Task to carry out ▸ Every record below is to be retyped exactly.

Source information ▸
BEGIN

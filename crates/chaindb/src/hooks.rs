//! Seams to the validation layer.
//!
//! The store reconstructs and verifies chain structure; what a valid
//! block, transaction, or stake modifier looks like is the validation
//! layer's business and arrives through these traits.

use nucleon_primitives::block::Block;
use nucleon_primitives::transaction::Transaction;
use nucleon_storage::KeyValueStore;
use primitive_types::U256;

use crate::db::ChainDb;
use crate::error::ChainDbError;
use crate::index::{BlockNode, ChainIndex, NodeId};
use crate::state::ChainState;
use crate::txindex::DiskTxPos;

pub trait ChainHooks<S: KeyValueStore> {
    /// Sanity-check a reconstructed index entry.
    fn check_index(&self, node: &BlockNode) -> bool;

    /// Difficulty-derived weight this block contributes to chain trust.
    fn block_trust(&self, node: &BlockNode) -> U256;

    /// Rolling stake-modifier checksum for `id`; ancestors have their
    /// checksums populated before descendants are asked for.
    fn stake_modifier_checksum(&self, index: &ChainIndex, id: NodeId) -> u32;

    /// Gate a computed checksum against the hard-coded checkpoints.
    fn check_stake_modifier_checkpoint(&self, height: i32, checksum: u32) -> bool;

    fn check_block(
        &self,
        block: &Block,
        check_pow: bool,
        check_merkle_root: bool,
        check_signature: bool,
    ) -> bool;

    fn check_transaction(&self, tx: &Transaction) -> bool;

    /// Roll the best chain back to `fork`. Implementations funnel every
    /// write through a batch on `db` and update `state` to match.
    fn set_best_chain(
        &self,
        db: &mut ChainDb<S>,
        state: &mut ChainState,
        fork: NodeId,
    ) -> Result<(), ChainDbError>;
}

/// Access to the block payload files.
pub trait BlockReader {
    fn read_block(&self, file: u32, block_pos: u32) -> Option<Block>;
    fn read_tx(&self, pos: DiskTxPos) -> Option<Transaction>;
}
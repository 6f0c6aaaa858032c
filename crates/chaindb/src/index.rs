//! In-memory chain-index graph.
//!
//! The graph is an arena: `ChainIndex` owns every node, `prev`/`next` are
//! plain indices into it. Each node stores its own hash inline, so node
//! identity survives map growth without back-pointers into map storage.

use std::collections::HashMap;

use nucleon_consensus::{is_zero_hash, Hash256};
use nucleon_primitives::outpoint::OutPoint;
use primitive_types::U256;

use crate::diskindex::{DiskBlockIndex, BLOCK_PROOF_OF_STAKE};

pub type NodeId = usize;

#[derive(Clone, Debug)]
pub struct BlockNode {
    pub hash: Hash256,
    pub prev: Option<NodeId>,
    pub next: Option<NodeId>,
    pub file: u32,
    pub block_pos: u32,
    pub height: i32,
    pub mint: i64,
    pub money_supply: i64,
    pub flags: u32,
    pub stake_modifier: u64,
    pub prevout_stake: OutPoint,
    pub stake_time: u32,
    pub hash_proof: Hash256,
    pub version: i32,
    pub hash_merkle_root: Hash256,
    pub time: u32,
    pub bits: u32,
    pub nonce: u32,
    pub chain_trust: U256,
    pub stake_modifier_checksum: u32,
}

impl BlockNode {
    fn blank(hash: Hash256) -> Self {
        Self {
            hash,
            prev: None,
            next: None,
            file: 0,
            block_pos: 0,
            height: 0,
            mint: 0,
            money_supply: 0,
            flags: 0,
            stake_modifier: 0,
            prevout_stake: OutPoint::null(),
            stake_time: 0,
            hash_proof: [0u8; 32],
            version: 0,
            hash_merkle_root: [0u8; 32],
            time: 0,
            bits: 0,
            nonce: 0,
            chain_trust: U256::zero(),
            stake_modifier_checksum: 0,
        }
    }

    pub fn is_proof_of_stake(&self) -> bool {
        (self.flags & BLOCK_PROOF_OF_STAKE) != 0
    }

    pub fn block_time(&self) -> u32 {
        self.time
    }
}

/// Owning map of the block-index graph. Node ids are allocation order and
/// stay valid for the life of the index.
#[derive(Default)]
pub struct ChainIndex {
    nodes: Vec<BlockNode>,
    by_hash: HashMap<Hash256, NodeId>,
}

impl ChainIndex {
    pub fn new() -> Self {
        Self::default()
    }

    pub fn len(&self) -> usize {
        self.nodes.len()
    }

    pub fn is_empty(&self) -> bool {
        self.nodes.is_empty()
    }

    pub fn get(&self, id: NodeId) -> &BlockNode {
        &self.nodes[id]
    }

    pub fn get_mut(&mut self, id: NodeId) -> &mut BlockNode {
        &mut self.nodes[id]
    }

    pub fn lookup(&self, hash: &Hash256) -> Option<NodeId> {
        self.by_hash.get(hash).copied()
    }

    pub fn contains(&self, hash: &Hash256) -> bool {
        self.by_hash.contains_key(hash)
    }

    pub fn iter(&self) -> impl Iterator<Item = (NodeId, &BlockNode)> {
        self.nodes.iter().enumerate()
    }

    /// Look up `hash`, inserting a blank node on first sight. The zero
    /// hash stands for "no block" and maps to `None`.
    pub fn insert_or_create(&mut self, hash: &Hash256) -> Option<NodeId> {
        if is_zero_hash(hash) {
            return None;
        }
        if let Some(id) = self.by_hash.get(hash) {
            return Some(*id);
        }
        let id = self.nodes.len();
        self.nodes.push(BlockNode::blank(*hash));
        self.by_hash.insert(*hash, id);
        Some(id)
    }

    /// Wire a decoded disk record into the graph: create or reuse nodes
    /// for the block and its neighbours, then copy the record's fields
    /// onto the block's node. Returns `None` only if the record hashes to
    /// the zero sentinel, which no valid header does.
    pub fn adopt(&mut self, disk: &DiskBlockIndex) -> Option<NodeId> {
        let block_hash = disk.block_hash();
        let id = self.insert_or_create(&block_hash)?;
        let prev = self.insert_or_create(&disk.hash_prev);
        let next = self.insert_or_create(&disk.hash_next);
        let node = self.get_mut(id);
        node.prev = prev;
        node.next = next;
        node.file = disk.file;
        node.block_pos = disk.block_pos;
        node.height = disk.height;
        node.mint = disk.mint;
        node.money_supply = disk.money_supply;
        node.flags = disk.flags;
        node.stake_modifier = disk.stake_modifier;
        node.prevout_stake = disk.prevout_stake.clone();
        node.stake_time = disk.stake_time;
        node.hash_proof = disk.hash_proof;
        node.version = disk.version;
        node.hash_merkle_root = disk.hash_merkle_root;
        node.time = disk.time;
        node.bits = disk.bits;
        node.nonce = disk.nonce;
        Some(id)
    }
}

END

Completed exercise ▸
filename crates/chaindb/src/hooks.rs
//! Seams to the validation layer.
//!
//! The store reconstructs and verifies chain structure; what a valid
//! block, transaction, or stake modifier looks like is the validation
//! layer's business and arrives through these traits.

use nucleon_primitives::block::Block;
use nucleon_primitives::transaction::Transaction;
use nucleon_storage::KeyValueStore;
use primitive_types::U256;

use crate::db::ChainDb;
use crate::error::ChainDbError;
use crate::index::{BlockNode, ChainIndex, NodeId};
use crate::state::ChainState;
use crate::txindex::DiskTxPos;

pub trait ChainHooks<S: KeyValueStore> {
    /// Sanity-check a reconstructed index entry.
    fn check_index(&self, node: &BlockNode) -> bool;

    /// Difficulty-derived weight this block contributes to chain trust.
    fn block_trust(&self, node: &BlockNode) -> U256;

    /// Rolling stake-modifier checksum for `id`; ancestors have their
    /// checksums populated before descendants are asked for.
    fn stake_modifier_checksum(&self, index: &ChainIndex, id: NodeId) -> u32;

    /// Gate a computed checksum against the hard-coded checkpoints.
    fn check_stake_modifier_checkpoint(&self, height: i32, checksum: u32) -> bool;

    fn check_block(
        &self,
        block: &Block,
        check_pow: bool,
        check_merkle_root: bool,
        check_signature: bool,
    ) -> bool;

    fn check_transaction(&self, tx: &Transaction) -> bool;

    /// Roll the best chain back to `fork`. Implementations funnel every
    /// write through a batch on `db` and update `state` to match.
    fn set_best_chain(
        &self,
        db: &mut ChainDb<S>,
        state: &mut ChainState,
        fork: NodeId,
    ) -> Result<(), ChainDbError>;
}

/// Access to the block payload files.
pub trait BlockReader {
    fn read_block(&self, file: u32, block_pos: u32) -> Option<Block>;
    fn read_tx(&self, pos: DiskTxPos) -> Option<Transaction>;
}
repository 6f0c6aaaa858032c
filename crates/chaindb/src/index.rs
//! In-memory chain-index graph.
//!
//! The graph is an arena: `ChainIndex` owns every node, `prev`/`next` are
//! plain indices into it. Each node stores its own hash inline, so node
//! identity survives map growth without back-pointers into map storage.

use std::collections::HashMap;

use nucleon_consensus::{is_zero_hash, Hash256};
use nucleon_primitives::outpoint::OutPoint;
use primitive_types::U256;

use crate::diskindex::{DiskBlockIndex, BLOCK_PROOF_OF_STAKE};

pub type NodeId = usize;

#[derive(Clone, Debug)]
pub struct BlockNode {
    pub hash: Hash256,
    pub prev: Option<NodeId>,
    pub next: Option<NodeId>,
    pub file: u32,
    pub block_pos: u32,
    pub height: i32,
    pub mint: i64,
    pub money_supply: i64,
    pub flags: u32,
    pub stake_modifier: u64,
    pub prevout_stake: OutPoint,
    pub stake_time: u32,
    pub hash_proof: Hash256,
    pub version: i32,
    pub hash_merkle_root: Hash256,
    pub time: u32,
    pub bits: u32,
    pub nonce: u32,
    pub chain_trust: U256,
    pub stake_modifier_checksum: u32,
}

impl BlockNode {
    fn blank(hash: Hash256) -> Self {
        Self {
            hash,
            prev: None,
            next: None,
            file: 0,
            block_pos: 0,
            height: 0,
            mint: 0,
            money_supply: 0,
            flags: 0,
            stake_modifier: 0,
            prevout_stake: OutPoint::null(),
            stake_time: 0,
            hash_proof: [0u8; 32],
            version: 0,
            hash_merkle_root: [0u8; 32],
            time: 0,
            bits: 0,
            nonce: 0,
            chain_trust: U256::zero(),
            stake_modifier_checksum: 0,
        }
    }

    pub fn is_proof_of_stake(&self) -> bool {
        (self.flags & BLOCK_PROOF_OF_STAKE) != 0
    }

    pub fn block_time(&self) -> u32 {
        self.time
    }
}

/// Owning map of the block-index graph. Node ids are allocation order and
/// stay valid for the life of the index.
#[derive(Default)]
pub struct ChainIndex {
    nodes: Vec<BlockNode>,
    by_hash: HashMap<Hash256, NodeId>,
}

impl ChainIndex {
    pub fn new() -> Self {
        Self::default()
    }

    pub fn len(&self) -> usize {
        self.nodes.len()
    }

    pub fn is_empty(&self) -> bool {
        self.nodes.is_empty()
    }

    pub fn get(&self, id: NodeId) -> &BlockNode {
        &self.nodes[id]
    }

    pub fn get_mut(&mut self, id: NodeId) -> &mut BlockNode {
        &mut self.nodes[id]
    }

    pub fn lookup(&self, hash: &Hash256) -> Option<NodeId> {
        self.by_hash.get(hash).copied()
    }

    pub fn contains(&self, hash: &Hash256) -> bool {
        self.by_hash.contains_key(hash)
    }

    pub fn iter(&self) -> impl Iterator<Item = (NodeId, &BlockNode)> {
        self.nodes.iter().enumerate()
    }

    /// Look up `hash`, inserting a blank node on first sight. The zero
    /// hash stands for "no block" and maps to `None`.
    pub fn insert_or_create(&mut self, hash: &Hash256) -> Option<NodeId> {
        if is_zero_hash(hash) {
            return None;
        }
        if let Some(id) = self.by_hash.get(hash) {
            return Some(*id);
        }
        let id = self.nodes.len();
        self.nodes.push(BlockNode::blank(*hash));
        self.by_hash.insert(*hash, id);
        Some(id)
    }

    /// Wire a decoded disk record into the graph: create or reuse nodes
    /// for the block and its neighbours, then copy the record's fields
    /// onto the block's node. Returns `None` only if the record hashes to
    /// the zero sentinel, which no valid header does.
    pub fn adopt(&mut self, disk: &DiskBlockIndex) -> Option<NodeId> {
        let block_hash = disk.block_hash();
        let id = self.insert_or_create(&block_hash)?;
        let prev = self.insert_or_create(&disk.hash_prev);
        let next = self.insert_or_create(&disk.hash_next);
        let node = self.get_mut(id);
        node.prev = prev;
        node.next = next;
        node.file = disk.file;
        node.block_pos = disk.block_pos;
        node.height = disk.height;
        node.mint = disk.mint;
        node.money_supply = disk.money_supply;
        node.flags = disk.flags;
        node.stake_modifier = disk.stake_modifier;
        node.prevout_stake = disk.prevout_stake.clone();
        node.stake_time = disk.stake_time;
        node.hash_proof = disk.hash_proof;
        node.version = disk.version;
        node.hash_merkle_root = disk.hash_merkle_root;
        node.time = disk.time;
        node.bits = disk.bits;
        node.nonce = disk.nonce;
        Some(id)
    }
}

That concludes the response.